According to the above test results, due to the damping effect of the seismic insulator of the present invention, the response maximum acceleration at each floor was reduced to 25 to 40% of the undamped maximum acceleration. Further, in the upper structure equipped with the inventive seismic insulator, the maximum acceleration was reduced to 30 to 50% of the acceleration inputted into a shaking table. Furthermore, any difference was not detected in response depending on the input direction in the seismic insulator. Accordingly, it was confirmed that the seismic insulator smoothly behaved even if excitation was effected in a slantwise input. Also, in a case where horizontal and vertical seismic waves were simultaneously inputted, any significant difference in vibration damping effect was not detected in the horizontal direction. Input of at most 150 kine (Hachinohe's NS wave) was performed with a view of confirming an enough safety range. As a result, the maximum deformation of a rubber damper disposed in the seismic isolator was about 300%. However, it was confirmed that even when a very large deformation occurred, the seismic insulator showed a safe behavior.

Claims

1. A large-scale high strength seismic isolator comprising:

a linear lower guide rail having continuous grooves on the side surfaces thereof and fitted to the upper surface of a lower plate;

a linear upper guide rail having continuous grooves on the side surfaces thereof and fitted to the lower surface of an upper plate in a direction orthogonally crossing said lower guide rail;

a block movably body clamping above said lower guide rail at a lower part thereof and clamping below said upper guide rail at an upper part thereof;

a large number of first rolling members inserted between the upper surface of said lower guide rail and said block body and between the lower surface of said upper guide rail and said block body;

a large number of second rolling members inserted between said grooves on the side surfaces of said lower guide rail and said block body and between said grooves of the side surfaces of said upper guide rail and said block body; and

a viscoelastic member fitted between the lower surface of said upper plate and the upper surface of said lower plate.
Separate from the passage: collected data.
pub mod backend;
pub mod client;
pub mod completion;
pub mod config;
pub mod error;
pub mod mock;
pub mod models;
pub mod transport;
pub mod upload;

use std::sync::Arc;

use crate::client::ApiClient;
use crate::completion::CompletionClient;
use crate::config::Config;
use crate::error::Result;
use crate::transport::{CompletionTransport, TogetherTransport};
use crate::upload::UploadOrchestrator;

pub use crate::error::DocQaError;
pub use crate::models::{AIResponse, Document, DocumentStatus, QAResponse, UploadFile};

/// Everything a front end needs, wired from one config.
pub struct DocQaService {
    client: Arc<ApiClient>,
    completion: Option<Arc<CompletionClient>>,
    uploads: UploadOrchestrator,
}

impl DocQaService {
    pub fn new(cfg: &Config) -> Result<Self> {
        let completion = TogetherTransport::from_config(&cfg.completion)?.map(|transport| {
            Arc::new(CompletionClient::new(
                Arc::new(transport) as Arc<dyn CompletionTransport>,
                cfg.completion.model.clone(),
            ))
        });
        if completion.is_none() {
            tracing::info!("No completion credential configured; model features disabled");
        }

        let client = Arc::new(ApiClient::from_config(cfg, completion.clone())?);
        Ok(Self::from_parts(client, completion, cfg))
    }

    /// Assemble from pre-built parts, e.g. fakes in tests.
    pub fn from_parts(
        client: Arc<ApiClient>,
        completion: Option<Arc<CompletionClient>>,
        cfg: &Config,
    ) -> Self {
        let uploads = UploadOrchestrator::new(Arc::clone(&client), cfg.upload.clone());
        Self {
            client,
            completion,
            uploads,
        }
    }

    pub fn client(&self) -> &ApiClient {
        &self.client
    }

    pub fn completion(&self) -> Option<&CompletionClient> {
        self.completion.as_deref()
    }

    pub fn uploads(&self) -> &UploadOrchestrator {
        &self.uploads
    }
}
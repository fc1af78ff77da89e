use anyhow::{Context, Result};
use clap::{Parser, Subcommand};
use colored::*;
use std::path::PathBuf;
use tracing_subscriber::EnvFilter;

use docqa::completion::{AVAILABLE_MODELS, describe_model};
use docqa::config::Config;
use docqa::models::{find_document, ready_documents};
use docqa::upload::{UploadStatus, format_file_size};
use docqa::{DocQaError, DocQaService, DocumentStatus, UploadFile};

#[derive(Parser)]
#[command(name = "docqa")]
#[command(about = "Upload documents and ask questions about them")]
struct Cli {
    #[command(subcommand)]
    command: Commands,
}

#[derive(Subcommand)]
enum Commands {
    /// List documents
    List {
        /// Only documents that can be asked about
        #[arg(long)]
        ready: bool,
    },
    /// Upload plain-text files, one after another
    Upload {
        files: Vec<PathBuf>,
        /// Title for a single file (defaults to the file name without extension)
        #[arg(long)]
        title: Option<String>,
    },
    /// Ask a question about a document
    Ask {
        document_id: String,
        question: String,
        #[arg(long)]
        chunks: Option<u32>,
    },
    /// Summarize a local text file with the hosted model
    Summarize { file: PathBuf },
    /// Check the hosted model credential
    TestConnection,
    /// Show the model catalog
    Models,
}

#[tokio::main]
async fn main() -> Result<()> {
    // Logs go to stderr so command output stays clean
    tracing_subscriber::fmt()
        .with_env_filter(
            EnvFilter::try_from_default_env().unwrap_or_else(|_| EnvFilter::new("info")),
        )
        .with_target(false)
        .with_writer(std::io::stderr)
        .init();

    let cli = Cli::parse();
    let config = Config::load();
    let service = DocQaService::new(&config)?;

    let outcome = match cli.command {
        Commands::List { ready } => {
            list(&service, ready).await;
            Ok(())
        }
        Commands::Upload { files, title } => upload(&service, files, title).await,
        Commands::Ask {
            document_id,
            question,
            chunks,
        } => ask(&service, &document_id, &question, chunks).await,
        Commands::Summarize { file } => summarize(&service, file).await,
        Commands::TestConnection => {
            test_connection(&service, &config).await;
            Ok(())
        }
        Commands::Models => {
            models(&config);
            Ok(())
        }
    };

    // Display-ready failures are printed as-is, without the error chain
    if let Err(e) = outcome {
        match e.downcast_ref::<DocQaError>() {
            Some(err) if err.is_user_facing() => {
                eprintln!("{}", err.to_string().red());
                std::process::exit(1);
            }
            _ => return Err(e),
        }
    }
    Ok(())
}

async fn list(service: &DocQaService, ready_only: bool) {
    let mut docs = service.client().list_documents().await;
    if ready_only {
        docs = ready_documents(&docs);
    }
    if docs.is_empty() {
        println!("No documents.");
        return;
    }
    for doc in docs {
        let status = match doc.status {
            DocumentStatus::Ready => doc.status.to_string().green(),
            DocumentStatus::Processing | DocumentStatus::Uploading => {
                doc.status.to_string().yellow()
            }
            DocumentStatus::Error => doc.status.to_string().red(),
        };
        println!(
            "{:>4}  {:<32} {:>10}  {:>3} pages  {}",
            doc.id.cyan(),
            doc.title,
            format_file_size(doc.size),
            doc.pages,
            status
        );
    }
}

async fn upload(service: &DocQaService, paths: Vec<PathBuf>, title: Option<String>) -> Result<()> {
    let mut files = Vec::with_capacity(paths.len());
    for path in &paths {
        let bytes = tokio::fs::read(path)
            .await
            .with_context(|| format!("reading {}", path.display()))?;
        let name = path
            .file_name()
            .map(|n| n.to_string_lossy().into_owned())
            .unwrap_or_else(|| path.display().to_string());
        files.push(UploadFile::new(name, bytes));
    }

    let uploads = service.uploads();
    for rejection in uploads.add_files(files).await {
        eprintln!("{} {}", "skipped".yellow(), rejection);
    }

    if let Some(title) = title {
        let tasks = uploads.tasks().await;
        if let [only] = tasks.as_slice() {
            uploads.update_title(only.id, &title).await?;
        } else {
            eprintln!("{}", "--title ignored: it applies to exactly one file".yellow());
        }
    }

    for task in uploads.upload_all().await {
        match task.status {
            UploadStatus::Success => println!(
                "{} {} -> document {}",
                "uploaded".green(),
                task.file.name,
                task.document.map(|d| d.id).unwrap_or_default()
            ),
            _ => println!(
                "{} {}: {}",
                "failed".red(),
                task.file.name,
                task.error.unwrap_or_else(|| "Upload failed. Please try again.".to_string())
            ),
        }
    }
    if uploads.has_successful_uploads().await {
        println!("Your documents are being processed.");
    }
    Ok(())
}

async fn ask(
    service: &DocQaService,
    document_id: &str,
    question: &str,
    chunks: Option<u32>,
) -> Result<()> {
    let docs = service.client().list_documents().await;
    match find_document(&docs, document_id) {
        Some(doc) if !doc.is_ready() => eprintln!(
            "{} '{}' is still {}",
            "warning:".yellow(),
            doc.title,
            doc.status
        ),
        Some(_) => {}
        None => eprintln!(
            "{} document {} is not in the document list",
            "warning:".yellow(),
            document_id
        ),
    }

    let res = service
        .client()
        .ask_question(document_id, question, chunks)
        .await?;

    println!("{}\n", res.answer);
    println!("{} {}", "Source:".bright_cyan(), res.document_title);
    for source in &res.sources {
        println!(
            "  [{} p.{}] {}",
            source.chunk_index.to_string().cyan(),
            source.page_number,
            source.content
        );
    }
    if let Some(ai) = &res.ai_response {
        let tokens = ai
            .usage
            .map(|u| format!(", {} tokens", u.total_tokens))
            .unwrap_or_default();
        println!("{}", format!("model {}{}", ai.model, tokens).dimmed());
    }
    if let Some(ms) = res.processing_time {
        println!("{}", format!("answered in {ms} ms").dimmed());
    }
    Ok(())
}

async fn summarize(service: &DocQaService, path: PathBuf) -> Result<()> {
    let completion = service
        .completion()
        .context("TOGETHER_API_KEY is not configured")?;
    let content = tokio::fs::read_to_string(&path)
        .await
        .with_context(|| format!("reading {}", path.display()))?;
    let title = path
        .file_name()
        .map(|n| n.to_string_lossy().into_owned())
        .unwrap_or_default();

    let summary = completion.generate_summary(&content, &title).await?;
    println!("{}", summary.answer);
    Ok(())
}

async fn test_connection(service: &DocQaService, config: &Config) {
    match service.completion() {
        None => println!("{} API key not configured", "failed".red()),
        Some(completion) => {
            if completion.test_connection().await {
                println!("{} {}", "connected".green(), config.completion.model);
            } else {
                println!("{} {}", "failed".red(), config.completion.model);
            }
        }
    }
}

fn models(config: &Config) {
    println!(
        "Current: {} ({})",
        config.completion.model.bright_yellow(),
        describe_model(&config.completion.model)
    );
    for m in AVAILABLE_MODELS {
        let marker = if m.id == config.completion.model { "*" } else { " " };
        println!("{} {:<46} {:<18} {}", marker, m.id, m.name, m.description);
    }
}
2. A large-scale high strength seismic isolator according to claim 1, wherein said viscoelastic member is disposed in an empty space between said lower and upper guide rails.

3. A large-scale high strength seismic isolator according to claim 2, wherein said viscoelastic member is disposed at four corners of said upper and lower plates.

4. A large-scale high strength seismic isolator according to claim 1, wherein the shape of said viscoelastic member is square, rectangular, round, trapezoidal or polygonal.

5. A large-scale high strength seismic isolator according to claim 1, wherein said first rolling member comprises a roller and said second rolling member comprises a ball.